The 6.0-magnitude earthquake is the most damaging in the San Francisco Bay Area since 1989 said David Oppenheimer, a seismologist with the U.S. Geological Survey in Menlo Park, Calif., which is predicting a more than 50% chance of aftershocks of a magnitude of 5.0 or greater over the next week.
"This illustrates what happens when a moderate earthquake hits where people live," he said. "It can be a quite serious."I heard a report say this was the strongest since Loma Prieta.
How is our people in California doing?
Chip Ahoy edit:
Grapes Earthquake
12 comments:
Well, I shouldn't presume to speak for our friends in California, so I'll speak only for myself, and say I felt the earth move, under my feet, I felt the sky tumbling down, tumbling down.
I think your grammar shook them up worse than the quake.
We is fine.
Thanks
They built that city on rock and roll...
Fine here. We are much to far away to be feeling anything from down there. My son in law's parents, however have a house at ground zero. We haven't heard yet if they are ok or if their house has been damaged. It is a pretty new house so probably not in much danger if built to earthquake standards.
As Rev Jackson would say...
Wine goes up... Ferguson is going down.
I teach an online class and have students who were affected.
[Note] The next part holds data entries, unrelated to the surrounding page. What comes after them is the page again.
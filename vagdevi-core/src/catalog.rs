use std::fmt;

use serde::{Deserialize, Serialize};

use crate::carousel::CarouselItem;

/// The pages of the showcase.
#[derive(Debug, Clone, Copy, Default, PartialEq, Eq, Hash, Serialize, Deserialize)]
#[serde(rename_all = "snake_case")]
pub enum Page {
    #[default]
    Home,
    Products,
    Contact,
}

impl Page {
    pub const ALL: [Page; 3] = [Page::Home, Page::Products, Page::Contact];

    pub fn path(self) -> &'static str {
        match self {
            Page::Home => "/",
            Page::Products => "/products",
            Page::Contact => "/contact",
        }
    }

    pub fn from_path(path: &str) -> Option<Self> {
        let trimmed = path.split(['?', '#']).next().unwrap_or_default();
        Self::ALL.into_iter().find(|page| page.path() == trimmed)
    }

    /// Window title shown while the page is active.
    pub fn title(self) -> &'static str {
        match self {
            Page::Home => "Vagdevi Foods",
            Page::Products => "Our Products - Vagdevi Foods",
            Page::Contact => "Contact Us - Vagdevi Food Products",
        }
    }
}

impl fmt::Display for Page {
    fn fmt(&self, f: &mut fmt::Formatter<'_>) -> fmt::Result {
        f.write_str(self.path())
    }
}

#[derive(Debug, Clone, Copy, PartialEq, Eq)]
pub struct NavLink {
    pub label: &'static str,
    pub page: Page,
}

#[derive(Debug, Clone, Copy, PartialEq, Eq)]
pub struct Brand {
    pub name: &'static str,
    pub tagline: &'static str,
    pub description: &'static str,
    pub logo: &'static str,
    pub packaging_images: &'static [&'static str],
}

#[derive(Debug, Clone, Copy, PartialEq, Eq)]
pub struct RiceVariety {
    pub name: &'static str,
    pub description: &'static str,
    pub image: &'static str,
    /// Processing options, e.g. "Steam Rice".
    pub variants: &'static [&'static str],
}

impl RiceVariety {
    pub fn enquiry_subject(&self) -> String {
        format!("Enquiry about {}", self.name)
    }
}

#[derive(Debug, Clone, Copy, PartialEq, Eq)]
pub struct CoreValue {
    pub title: &'static str,
    pub description: &'static str,
}

#[derive(Debug, Clone, Copy, PartialEq, Eq)]
pub struct Faq {
    pub question: &'static str,
    pub answer: &'static str,
}

#[derive(Debug, Clone, Copy, PartialEq, Eq)]
pub struct Market {
    pub name: &'static str,
}

#[derive(Debug, Clone, Copy, PartialEq, Eq)]
pub struct CompanyProfile {
    pub short_name: &'static str,
    pub tagline: &'static str,
    pub address: &'static str,
    pub email: &'static str,
    pub phone: &'static str,
}

/// Carousel items for every packaging image of every brand, in brand order.
pub fn packaging_carousel(brands: &[Brand]) -> Vec<CarouselItem> {
    brands
        .iter()
        .flat_map(|brand| {
            brand
                .packaging_images
                .iter()
                .enumerate()
                .map(move |(idx, source)| {
                    CarouselItem::new(
                        format!("brand-{}-{idx}", brand.name),
                        *source,
                        format!("{} Rice {}", brand.name, idx + 1),
                    )
                })
        })
        .collect()
}

/// Names joined for prose, e.g. "Dwaraka and Surya".
pub fn join_names<'a>(names: impl IntoIterator<Item = &'a str>) -> String {
    let names: Vec<&str> = names.into_iter().collect();
    match names.as_slice() {
        [] => String::new(),
        [only] => (*only).to_string(),
        [head @ .., last] => format!("{} and {last}", head.join(", ")),
    }
}

#[cfg(test)]
mod tests {
    use super::*;

    const BRANDS: [Brand; 2] = [
        Brand {
            name: "Dwaraka",
            tagline: "Tradition",
            description: "",
            logo: "dwaraka.png",
            packaging_images: &["d0.png", "d1.png"],
        },
        Brand {
            name: "Surya",
            tagline: "Purity",
            description: "",
            logo: "surya.png",
            packaging_images: &["s0.png"],
        },
    ];

    #[test]
    fn carousel_ids_follow_brand_and_position() {
        let items = packaging_carousel(&BRANDS);
        let ids: Vec<&str> = items.iter().map(|item| item.id.as_str()).collect();
        assert_eq!(ids, ["brand-Dwaraka-0", "brand-Dwaraka-1", "brand-Surya-0"]);
        assert_eq!(items[1].label, "Dwaraka Rice 2");
        assert_eq!(items[2].source, "s0.png");
    }

    #[test]
    fn page_paths_round_trip() {
        for page in Page::ALL {
            assert_eq!(Page::from_path(page.path()), Some(page));
        }
        assert_eq!(Page::from_path("/contact?product=JSR"), Some(Page::Contact));
        assert_eq!(Page::from_path("/about"), None);
    }

    #[test]
    fn titles_per_page() {
        assert_eq!(Page::Home.title(), "Vagdevi Foods");
        assert_eq!(Page::Products.title(), "Our Products - Vagdevi Foods");
        assert_eq!(Page::Contact.title(), "Contact Us - Vagdevi Food Products");
    }

    #[test]
    fn names_join_for_prose() {
        assert_eq!(join_names(["Dwaraka", "Surya"]), "Dwaraka and Surya");
        assert_eq!(join_names(["A", "B", "C"]), "A, B and C");
        assert_eq!(join_names(["A"]), "A");
        assert_eq!(join_names(std::iter::empty()), "");
    }
}
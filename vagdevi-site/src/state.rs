//! Application state
//!
//! Domain state lives in the [`DomainRegistry`]; only services and caches
//! shared across domains sit at the top level.

use std::sync::Arc;

use vagdevi_config::Config;

use crate::domains::DomainRegistry;
use crate::infra::cache::ImageCache;
use crate::infra::services::MailService;

#[derive(Debug)]
pub struct State {
    /// Domain registry containing all domain-specific state
    pub domains: DomainRegistry,

    /// Decoded image handles keyed by locator
    pub images: ImageCache,

    /// Delivers contact form submissions
    pub mail_service: Arc<dyn MailService>,

    /// Resolved configuration, including the optional relay credentials
    pub config: Config,
}

impl State {
    pub fn new(config: Config, mail_service: Arc<dyn MailService>) -> Self {
        Self {
            domains: DomainRegistry::default(),
            images: ImageCache::new(),
            mail_service,
            config,
        }
    }

    /// Title of the window for the page currently shown.
    pub fn title(&self) -> String {
        self.domains.ui.state.page.title().to_string()
    }
}
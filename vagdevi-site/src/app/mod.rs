use std::sync::Arc;

use iced::{Application, Font, Program as IcedProgram, Settings, Theme};

use crate::common::messages::DomainMessage;
use crate::infra::constants::layout::{WINDOW_HEIGHT, WINDOW_WIDTH};
use crate::state::State;
use crate::{subscriptions, update, view};

pub mod bootstrap;

pub use bootstrap::AppConfig;

/// Build the showcase application using the provided configuration.
pub fn application(
    config: AppConfig,
) -> Application<
    impl IcedProgram<State = State, Message = DomainMessage, Theme = Theme>,
> {
    let config = Arc::new(config);

    let boot_config = Arc::clone(&config);
    iced::application(
        move || bootstrap::runtime_boot(&boot_config),
        update::update,
        view::view,
    )
    .settings(default_settings())
    .title(State::title)
    .subscription(subscriptions::subscription)
    .font(lucide_icons::lucide_font_bytes())
    .theme(app_theme)
    .window(iced::window::Settings {
        size: iced::Size::new(WINDOW_WIDTH, WINDOW_HEIGHT),
        min_size: Some(iced::Size::new(360.0, 480.0)),
        resizable: true,
        decorations: true,
        ..Default::default()
    })
}

fn default_settings() -> Settings {
    let mut settings = Settings::default();
    settings.id = Some("vagdevi-site".to_string());
    settings.antialiasing = true;
    settings.default_font = Font::DEFAULT;
    settings
}

fn app_theme(_: &State) -> Theme {
    crate::domains::ui::theme::VagdeviTheme::theme()
}
pub mod mail;

pub use mail::RecordingMailService;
Technology being what it was, a student emailed to say everyone they knew was fine, but there was damage and the power was out.
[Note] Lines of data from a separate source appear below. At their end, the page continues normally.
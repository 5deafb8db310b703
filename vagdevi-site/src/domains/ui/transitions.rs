//! Transition system for the carousel slide, navbar elevation and
//! scroll reveal animations.
//!
//! A [`Transition`] tracks two endpoints and eased progress. The value in
//! between comes from the endpoint type's [`Interpolate`] impl, so
//! retargeting mid-flight continues from what is on screen.

use std::time::{Duration, Instant};

/// Easing function types for transitions
#[derive(Debug, Clone, Copy, PartialEq)]
pub enum EasingFunction {
    Linear,
    EaseOutCubic,
}

impl EasingFunction {
    /// Apply the easing function to a progress value (0.0 to 1.0)
    pub fn apply(&self, t: f32) -> f32 {
        let t = t.clamp(0.0, 1.0);
        match self {
            EasingFunction::Linear => t,
            EasingFunction::EaseOutCubic => 1.0 - (1.0 - t).powi(3),
        }
    }
}

/// Values a [`Transition`] can blend between.
pub trait Interpolate: Clone {
    fn interpolate(from: &Self, to: &Self, t: f32) -> Self;
}

impl Interpolate for f32 {
    fn interpolate(from: &Self, to: &Self, t: f32) -> Self {
        interpolate_f32(*from, *to, t)
    }
}

/// Element-wise; a length change jumps straight to `to`.
impl<T: Interpolate> Interpolate for Vec<T> {
    fn interpolate(from: &Self, to: &Self, t: f32) -> Self {
        if from.len() != to.len() {
            return to.clone();
        }
        from.iter()
            .zip(to)
            .map(|(from, to)| T::interpolate(from, to, t))
            .collect()
    }
}

/// Generic transition state for animating between values
#[derive(Debug, Clone)]
pub struct Transition<T: Interpolate> {
    pub from: T,
    pub to: T,
    pub start_time: Option<Instant>,
    pub duration: Duration,
    pub easing: EasingFunction,
    pub progress: f32,
}

impl<T: Interpolate> Transition<T> {
    /// Create a new transition
    pub fn new(initial_value: T, duration: Duration, easing: EasingFunction) -> Self {
        Self {
            from: initial_value.clone(),
            to: initial_value,
            start_time: None,
            duration,
            easing,
            progress: 1.0, // Start fully transitioned
        }
    }

    /// Retarget from wherever the animation currently is.
    pub fn transition_to_at(&mut self, new_value: T, now: Instant) {
        self.from = self.interpolated();
        self.to = new_value;
        self.start_time = Some(now);
        self.progress = 0.0;
    }

    /// Jump straight to the target.
    pub fn settle(&mut self) {
        self.from = self.to.clone();
        self.start_time = None;
        self.progress = 1.0;
    }

    pub fn update_at(&mut self, now: Instant) {
        if let Some(start) = self.start_time {
            let elapsed = now.saturating_duration_since(start);
            let raw_progress = if self.duration.is_zero() {
                1.0
            } else {
                elapsed.as_secs_f32() / self.duration.as_secs_f32()
            };

            if raw_progress >= 1.0 {
                self.progress = 1.0;
                self.start_time = None; // Transition complete
            } else {
                self.progress = self.easing.apply(raw_progress);
            }
        }
    }

    /// Check if currently transitioning
    pub fn is_transitioning(&self) -> bool {
        self.start_time.is_some() && self.progress < 1.0
    }

    pub fn interpolated(&self) -> T {
        T::interpolate(&self.from, &self.to, self.progress)
    }
}

/// Interpolate between two colors
pub fn interpolate_color(from: iced::Color, to: iced::Color, t: f32) -> iced::Color {
    iced::Color {
        r: interpolate_f32(from.r, to.r, t),
        g: interpolate_f32(from.g, to.g, t),
        b: interpolate_f32(from.b, to.b, t),
        a: interpolate_f32(from.a, to.a, t),
    }
}

/// Interpolate between two f32 values
pub fn interpolate_f32(from: f32, to: f32, t: f32) -> f32 {
    from + (to - from) * t
}
pub mod content;
pub mod layout;
use serde::{Deserialize, Serialize};
use std::path::PathBuf;

use crate::constants::{
    ENV_API_URL, ENV_CAROUSEL_RADIUS, ENV_CONFIG_PATH, ENV_CONTACT_RESET_SECS,
    ENV_PUBLIC_KEY, ENV_SERVICE_ID, ENV_SWIPE_THRESHOLD, ENV_TEMPLATE_ID,
};
use crate::util::{non_empty, non_empty_var};

/// Raw configuration as defined in a TOML file.
#[derive(Debug, Default, Clone, Deserialize, Serialize)]
#[serde(rename_all = "snake_case", deny_unknown_fields)]
pub struct FileConfig {
    #[serde(default)]
    pub mail_relay: FileMailRelayConfig,
    #[serde(default)]
    pub carousel: FileCarouselConfig,
    #[serde(default)]
    pub contact: FileContactConfig,
}

#[derive(Debug, Default, Clone, Deserialize, Serialize)]
pub struct FileMailRelayConfig {
    #[serde(skip_serializing_if = "Option::is_none")]
    pub service_id: Option<String>,
    #[serde(skip_serializing_if = "Option::is_none")]
    pub template_id: Option<String>,
    #[serde(skip_serializing_if = "Option::is_none")]
    pub public_key: Option<String>,
    #[serde(skip_serializing_if = "Option::is_none")]
    pub api_url: Option<String>,
}

#[derive(Debug, Default, Clone, Deserialize, Serialize)]
pub struct FileCarouselConfig {
    #[serde(skip_serializing_if = "Option::is_none")]
    pub visibility_radius: Option<usize>,
    #[serde(skip_serializing_if = "Option::is_none")]
    pub swipe_threshold: Option<f32>,
}

#[derive(Debug, Default, Clone, Deserialize, Serialize)]
pub struct FileContactConfig {
    #[serde(skip_serializing_if = "Option::is_none")]
    pub reset_delay_secs: Option<u64>,
}

/// Environment-derived configuration values.
///
/// Numeric settings are kept raw so the loader can report which variable
/// failed to parse.
#[derive(Debug, Default, Clone)]
pub struct EnvConfig {
    pub config_path: Option<PathBuf>,
    pub service_id: Option<String>,
    pub template_id: Option<String>,
    pub public_key: Option<String>,
    pub api_url: Option<String>,
    pub carousel_radius: Option<String>,
    pub swipe_threshold: Option<String>,
    pub contact_reset_secs: Option<String>,
}

impl EnvConfig {
    pub fn gather() -> Self {
        Self {
            config_path: non_empty_var(ENV_CONFIG_PATH).map(PathBuf::from),
            service_id: non_empty_var(ENV_SERVICE_ID),
            template_id: non_empty_var(ENV_TEMPLATE_ID),
            public_key: non_empty_var(ENV_PUBLIC_KEY),
            api_url: non_empty_var(ENV_API_URL),
            carousel_radius: non_empty_var(ENV_CAROUSEL_RADIUS),
            swipe_threshold: non_empty_var(ENV_SWIPE_THRESHOLD),
            contact_reset_secs: non_empty_var(ENV_CONTACT_RESET_SECS),
        }
    }

    /// Build from explicit key/value pairs instead of the process environment.
    ///
    /// Unknown keys are ignored and blank values count as unset.
    pub fn from_pairs<'a, I>(pairs: I) -> Self
    where
        I: IntoIterator<Item = (&'a str, &'a str)>,
    {
        let mut env = Self::default();
        for (key, raw) in pairs {
            let value = non_empty(raw);
            match key {
                ENV_CONFIG_PATH => env.config_path = value.map(PathBuf::from),
                ENV_SERVICE_ID => env.service_id = value,
                ENV_TEMPLATE_ID => env.template_id = value,
                ENV_PUBLIC_KEY => env.public_key = value,
                ENV_API_URL => env.api_url = value,
                ENV_CAROUSEL_RADIUS => env.carousel_radius = value,
                ENV_SWIPE_THRESHOLD => env.swipe_threshold = value,
                ENV_CONTACT_RESET_SECS => env.contact_reset_secs = value,
                _ => {}
            }
        }
        env
    }
}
NO EXCUSES!! I wrote back.
No.I'm very lenient. Partly because I know the earth could get to really shaking here too and I don't want to tempt God, fate, or whatever Principality or Power that might be in charge of LA county.
Brother James lives in Concord, marked with a blue square near the cluster of blue squares on Drudge's map. He said his wife asked him he felt it shake during the night. He said, "No," but he did dream things were shaking. That counts.
Topic change.
My sourdough starters were so successful I shut one of them down so I don't have three of them active at once.
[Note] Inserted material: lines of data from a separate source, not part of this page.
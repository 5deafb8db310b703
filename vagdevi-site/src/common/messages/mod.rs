use crate::domains::carousel;
use crate::domains::contact;
use crate::domains::ui;

use iced::Task;
use vagdevi_core::catalog::Page;

/// Events one domain raises for the others to react to.
#[derive(Debug, Clone, PartialEq)]
pub enum CrossDomainEvent {
    /// The visible page changed.
    PageChanged(Page),
    /// The window was resized to the given width.
    LayoutChanged { width: f32 },
}

/// Result of a domain update that includes both a task and events to emit
pub struct DomainUpdateResult {
    /// The task to execute (may produce more messages)
    pub task: Task<DomainMessage>,
    /// Events to broadcast to other domains immediately
    pub events: Vec<CrossDomainEvent>,
}

impl std::fmt::Debug for DomainUpdateResult {
    fn fmt(&self, f: &mut std::fmt::Formatter<'_>) -> std::fmt::Result {
        f.debug_struct("DomainUpdateResult")
            .field("events", &self.events)
            .finish_non_exhaustive()
    }
}

impl DomainUpdateResult {
    pub fn none() -> Self {
        Self::task(Task::none())
    }

    /// Create a result with just a task
    pub fn task(task: Task<DomainMessage>) -> Self {
        Self {
            task,
            events: Vec::new(),
        }
    }

    /// Create a result with task and events
    pub fn with_events(
        task: Task<DomainMessage>,
        events: Vec<CrossDomainEvent>,
    ) -> Self {
        Self { task, events }
    }

    pub fn add_event(mut self, event: CrossDomainEvent) -> Self {
        self.events.push(event);
        self
    }
}

/// The main domain message router
#[derive(Debug, Clone)]
pub enum DomainMessage {
    /// Routing, navbar, scroll reveal and images
    Ui(ui::messages::Message),

    /// Hero carousel
    Carousel(carousel::messages::Message),

    /// Contact form
    Contact(contact::messages::Message),

    NoOp,
}

impl DomainMessage {
    pub fn name(&self) -> &'static str {
        match self {
            DomainMessage::Ui(msg) => msg.name(),
            DomainMessage::Carousel(msg) => msg.name(),
            DomainMessage::Contact(msg) => msg.name(),
            DomainMessage::NoOp => "DomainMessage::NoOp",
        }
    }
}

impl From<ui::messages::Message> for DomainMessage {
    fn from(msg: ui::messages::Message) -> Self {
        DomainMessage::Ui(msg)
    }
}

impl From<carousel::messages::Message> for DomainMessage {
    fn from(msg: carousel::messages::Message) -> Self {
        DomainMessage::Carousel(msg)
    }
}

impl From<contact::messages::Message> for DomainMessage {
    fn from(msg: contact::messages::Message) -> Self {
        DomainMessage::Contact(msg)
    }
}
The one that was frozen foamed up like mad after two days of heat treatment. Right to the top of the jar. So now it is drying and will be turned back to powder again, and probably re-frozen.
The Maui is also successfully restarted. That is in sponge form ready to be baked tomorrow.
The new Denver is also in sponge form fermenting on the counter, also ready to be baked.
The two loaves are 30% whole wheat.
And today I started collecting again, since the new Denver is so impressive I'm training it on whole wheat exclusively and now I've got the idea lodged to go to Whole Foods and scoop out a whole lot of wheat grains, 10 or 15 pound or so and mill it myself.
I already have a sourdough starter cultivated directly from such wheat grain that I milled here at home. But now I want to try it again with a new Denver culture specifically for whole wheat and see how it works. I miss the flavor of that 100% whole wheat sourdough bread and I want to try my hand using my new techniques.
The ladies said they loved my beef bourguignon. They said they were mightily impressed and called it awesome. Wait untill they taste 100% whole wheat sourdough bread sandwiches. Nobody does that. It will blow their minds.
Whole wheat is different when you mill it yourself. Is flavor dissipates somewhat by exposure to air. It does have fat in it and apparently it doesn't keep all that well. The grains that I've milled myself are much more flavorful than the whole wheat flour I buy. Even King Arthur flour does not compare. I can pick the type wheat I want from four or so types. Hard Winter red actually mills differently than soft Spring white. You can tell by the speed it goes through the machine. The machine sounds like a powerful vacuum cleaner, very loud like a jet engine whining. And you can smell the fresh wheat throughout the whole place. That is what tells me its flavor will dissipate over time especially if not stored cold to protect its fat.
Bread sandwiches, eh?
I have been though a few 6.0 earthquakes. You felt them but they were not huge events. The Richter scale is only part of the analysis. How deep the fault was, how it shook, the geological conditions where the shake happened and soil types, etc. all play a roll in how devastating a shaker is.
"A roll" indeed - that reminds me of the 1983 Coalinga quake (a 6.4) - it was far enough away from where I was that it felt as if the ground was just rolling - like a boat in gentle waves.
Others were sharp jolts - one knew immediately what was going on.
We had a quake here in NC a couple of years ago - as soon as it started I said "Earthquake", and immediately got some argument - but we don't have earthquakes here.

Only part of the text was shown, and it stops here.